ASSIGNMENT »
Where a line below holds the string "None", copy that line.

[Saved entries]
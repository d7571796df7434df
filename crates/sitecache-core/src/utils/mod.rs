//! Utility functions for string formatting and redaction.

pub mod format;

pub use format::{redact, truncate_body};
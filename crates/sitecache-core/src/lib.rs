//! Sitecache core - credential caching and document/list operations for agents.
//!
//! Agents hold an opaque broker session handle. For every tool call this
//! crate turns that handle into a delegated bearer credential (from the local
//! store when possible, from the token broker when not), calls the upstream
//! document/list API with it, and reports the outcome in a uniform
//! `{success, ...}` envelope.

pub mod api;
pub mod auth;
pub mod cache;
pub mod config;
pub mod models;
pub mod operations;
pub mod retry;
pub mod utils;

pub use api::{ApiError, UpstreamClient};
pub use auth::{BrokerClient, BrokerError, CredentialResolver, SessionHandle, TokenBroker};
pub use cache::{CredentialStore, StoreStats};
pub use config::Config;
pub use operations::{OperationError, Operations};
pub use retry::RetryPolicy;
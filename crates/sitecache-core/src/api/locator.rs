use thiserror::Error;
use url::Url;

use super::encode_segment;

/// How a caller names a site: by its web URL or by the upstream site id.
#[derive(Debug, Clone, PartialEq, Eq)]
pub enum SiteLocator {
    Url(Url),
    Id(String),
}

#[derive(Error, Debug, Clone, PartialEq, Eq)]
pub enum LocatorError {
    #[error("Either site_url or site_id must be provided")]
    Missing,

    #[error("Provide only one of site_url or site_id, not both")]
    Ambiguous,

    #[error("Invalid site URL format: {0}")]
    InvalidUrl(String),
}

impl SiteLocator {
    /// Build a locator from exactly one of `site_url` / `site_id`.
    /// Blank strings count as absent.
    pub fn from_args(site_url: Option<&str>, site_id: Option<&str>) -> Result<Self, LocatorError> {
        let site_url = site_url.map(str::trim).filter(|s| !s.is_empty());
        let site_id = site_id.map(str::trim).filter(|s| !s.is_empty());
        match (site_url, site_id) {
            (Some(_), Some(_)) => Err(LocatorError::Ambiguous),
            (None, None) => Err(LocatorError::Missing),
            (Some(raw), None) => Self::parse_url(raw).map(SiteLocator::Url),
            (None, Some(id)) => Ok(SiteLocator::Id(id.to_string())),
        }
    }

    fn parse_url(raw: &str) -> Result<Url, LocatorError> {
        let url = Url::parse(raw).map_err(|e| LocatorError::InvalidUrl(format!("{}: {}", raw, e)))?;
        if !matches!(url.scheme(), "http" | "https") {
            return Err(LocatorError::InvalidUrl(format!(
                "{}: scheme must be http or https",
                raw
            )));
        }
        if url.host_str().map_or(true, str::is_empty) {
            return Err(LocatorError::InvalidUrl(format!("{}: missing host", raw)));
        }
        Ok(url)
    }

    /// API path that fetches the site this locator names.
    ///
    /// `https://contoso.sharepoint.com/sites/engineering` becomes
    /// `/sites/contoso.sharepoint.com:/sites/engineering:`; a bare host URL
    /// becomes `/sites/contoso.sharepoint.com` (the root site).
    pub fn lookup_path(&self) -> String {
        match self {
            SiteLocator::Id(id) => format!("/sites/{}", encode_segment(id)),
            SiteLocator::Url(url) => {
                let host = url.host_str().unwrap_or_default();
                let path = url.path().trim_end_matches('/');
                if path.is_empty() {
                    format!("/sites/{}", host)
                } else {
                    format!("/sites/{}:{}:", host, path)
                }
            }
        }
    }
}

RESULT »
            (None, None) => Err(LocatorError::Missing),
            (Some(raw), None) => Self::parse_url(raw).map(SiteLocator::Url),
            (None, Some(id)) => Ok(SiteLocator::Id(id.to_string())),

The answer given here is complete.